Here Forever
We have always been here, together and apart.

I recently attended a huge celebration of trans healthcare for the annual Trans Day of Visibility on March 31st. Dozens of trans folks gathered at the Capitol mall in Saint Paul to communally take our hormone replacement therapy drugs in public, a refutation of the ongoing fascist repression of transness. I sang songs shoulder to shoulder with other trans folks I’d met that day and some I’ve protested beside in years past. I listened to speakers, mainly youth (this event was organized by TIGERRS, a local youth organization for trans, intersex, and gender radical folks) who shouted their commitment to weathering the coming state violence together. There was a massive trans flag created by local artist A.P. Looze with the words “Here Forever” in foot tall letters in the middle. Hell. Yes.
But this event got me thinking about all the ways transness will look and survive this moment, all the ways it has looked in the past, and what we really mean when we say “here forever.”
Undoubtedly there will be people who go back in the closet, who either destransition or approximate it outwardly as a disguise. There always have been those for whichever personal reason have not come out or do not plan to. I think most of us are probably scared that when push comes to shove, we will join their ranks. I don’t think there is a wrong way to survive what amounts to a genocide, a targeted elimination. I don't criticize anyone who chooses subtlety in such unsubtle times, but I don’t think most of us will hide. For many of us, it is impossible anyway, and I truly believe that once the cat is out of the bag, so to speak, you’ve been irrevocably changed.
I’m not talking about the “irreversible damages” of HRT and surgeries. My surgery scars will never be hidden, and I don’t even have nipples anymore. Without clothes, no one could ever mistake me for cis. There is no going back. The part of me that has changed the most is the part of my heart that is autonomous, critical, self-possessed and liberated. Being transexual to me has nothing to do with the chemicals inside of me, with the procedures I have had done. It can speak to my experience of the medical system, the binary conception of “healthy” versus “unhealthy” and the need to interface with frameworks I do not believe in in order to access care. But none of that creates my gender.
I do. We do it together, and we do it alone.

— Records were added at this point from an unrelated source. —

#![allow(dead_code)]

use chrono::{NaiveDate, NaiveTime, Timelike};
use quantedge_sessions::{Indicator, Ohlcv, Price, Timestamp};
use serde::{Deserialize, de::DeserializeOwned};

/// 30-second bar parsed from the session fixture.
#[derive(Debug, Clone, Deserialize)]
pub struct RefBar {
    pub timestamp: Timestamp,
    pub open: f64,
    pub high: f64,
    pub low: f64,
    pub close: f64,
    pub bid_volume: f64,
    pub offer_volume: f64,
}

impl Ohlcv for RefBar {
    fn open(&self) -> Price {
        self.open
    }

    fn high(&self) -> Price {
        self.high
    }

    fn low(&self) -> Price {
        self.low
    }

    fn close(&self) -> Price {
        self.close
    }

    fn timestamp(&self) -> Timestamp {
        self.timestamp
    }

    fn bid_volume(&self) -> f64 {
        self.bid_volume
    }

    fn offer_volume(&self) -> f64 {
        self.offer_volume
    }
}

/// Three trading days, 2024-03-04 to 2024-03-06, 07:00:00 to 16:59:30.
/// The 15:15:30 bar of 2024-03-05 is missing.
const SESSION_PATH: &str = "tests/fixtures/data/session-30s.csv";

/// Load the 30-second session bars.
pub fn load_session_bars() -> Vec<RefBar> {
    load_records(SESSION_PATH, "invalid session bar")
}

pub fn date(day: u32) -> NaiveDate {
    NaiveDate::from_ymd_opt(2024, 3, day).unwrap()
}

pub fn time(hour: u32, minute: u32, second: u32) -> NaiveTime {
    NaiveTime::from_hms_opt(hour, minute, second).unwrap()
}

/// Session bars of `day` whose hour falls in `[start_hour, end_hour)`.
pub fn bars_in_hours(bars: &[RefBar], day: NaiveDate, start_hour: u32, end_hour: u32) -> Vec<&RefBar> {
    bars.iter()
        .filter(|b| b.timestamp.date() == day)
        .filter(|b| (start_hour..end_hour).contains(&b.timestamp.hour()))
        .collect()
}

/// `(high, low)` over a non-empty set of bars.
pub fn high_low<'a>(bars: impl IntoIterator<Item = &'a RefBar>) -> (f64, f64) {
    bars.into_iter().fold((f64::MIN, f64::MAX), |(h, l), b| {
        (h.max(b.high), l.min(b.low))
    })
}

/// Assert two f64 values are within tolerance.
pub fn assert_near(actual: f64, expected: f64, tolerance: f64, context: &str) {
    let diff = (actual - expected).abs();
    assert!(
        diff <= tolerance,
        "{context}: expected {expected:.10}, got {actual:.10}, diff {diff:.2e} > tolerance {tolerance:.2e}"
    );
}

/// Assert two optional values are both gaps or both present and near.
pub fn assert_near_opt(actual: Option<f64>, expected: Option<f64>, tolerance: f64, context: &str) {
    match (actual, expected) {
        (None, None) => {}
        (Some(a), Some(e)) => assert_near(a, e, tolerance, context),
        (a, e) => panic!("{context}: presence mismatch, expected {e:?}, got {a:?}"),
    }
}

fn load_records<D>(path: &str, expect_msg: &str) -> Vec<D>
where
    D: DeserializeOwned,
{
    let mut rdr =
        csv::Reader::from_path(path).unwrap_or_else(|e| panic!("failed to open {path}: {e}"));

    rdr.deserialize().map(|r| r.expect(expect_msg)).collect()
}

/// Feeds every bar through `indicator` with the full history available,
/// collecting each output.
pub fn run<I: Indicator>(indicator: &mut I, bars: &[RefBar]) -> Vec<I::Output> {
    bars.iter()
        .enumerate()
        .map(|(i, bar)| indicator.compute(bar, i, bars))
        .collect()
}

/// Asserts that a reset indicator replays `bars` to the same outputs, bar
/// for bar, as a fresh one.
pub fn assert_replay_identical<I>(config: I::Config, bars: &[RefBar])
where
    I: Indicator,
    I::Output: PartialEq,
{
    let mut fresh = I::new(config);
    let first = run(&mut fresh, bars);

    fresh.reset();
    let second = run(&mut fresh, bars);

    for (i, (a, b)) in first.iter().zip(&second).enumerate() {
        assert_eq!(a, b, "replay diverged at bar {i} ({})", bars[i].timestamp);
    }
    assert_eq!(first.len(), second.len());
}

I believe my gender can be and is relational. I believe my gender is a lens for me to view the world and be viewed through. I believe that like all lenses it distorts the subject if used inappropriately. I believe the idea that the government has any say in who I am is laughable. As a matter of fact, what I actually do is abolish my gender. Defile it. Crush it. Bend it. Spread it. Desire it, reject it, play with it. It is mine, created inside of me, for my enjoyment. I share it with everyone around me. I subvert. I delight.
There is not a single tool of fascism that would change me into a cis person. To deny my gender, they would have to kill me.
I think some of what brings my hope for the coming years is the realization that there is nothing they can do to me to make me cis. There is not a single tool of fascism that would change me into a cis person. To deny my gender, they would have to kill me. In a grim way, that hardens my resolve. The stakes are and always have been life and death, and have never realistically been destransition. I think that is what makes me transexual. It's not about medicine. Even if I hid, disguised myself with clothes or prosthetics, who I am is eternally trans. There is nothing any outside power can do to change me. That is what makes us dangerous and incompatible with fascist authoritarian thought, with the hegemony, the hierarchical power, of the State.
I believe we invest too much in taxonomies that do not free us. If we are invested in the idea that each of us occupies discreet identity labels, that words and terms and charts and disorders create borders within which our identities live, we are missing the fullness of the queer experience. By all means, define yourself with the words you want! You are a woman! Or you never were a woman! But you do not need anyone else to diagnose you as trans. You are who you say you are. Your identity is self evident.
Beyond discourses of permission or validity, what I am describing gives us more than a condition that could be withheld in the future. Transition is agency, autonomy, self liberation. Our inherent human dignity, our rights, comes from inside of us. The State cannot patrol and delineate those borders which they have no dominion over.
Take hormones with your friends. Or don't do that. Write zines, make art, make friends, make lovers. The government was never going to invite you into anything other than a conditional surrender. You do not need the DMV or the insurance company to tell you what your gender is. They get it wrong all the time! We are not beholden to them. We need only to establish the channels necessary to provide us with the care we desire for ourselves. Trans people, some of them doctors and therapists and community organizers and teachers and bus drivers, are doing exactly that. Connect with them, with us, wherever you are. We need one another.
So take your hormones on the Capitol steps and remind the government that we do not perform our genders for their benefit. If we ever did, it was only doing what was needful. Now, even the pretext of safety is gone. We owe absolutely nothing to the system that alleged to authorize our transitions, systems in which we petition for judicial permission to change our names or get a medical procedure.
We are our own authors, now and in the past, everywhere else and here, forever.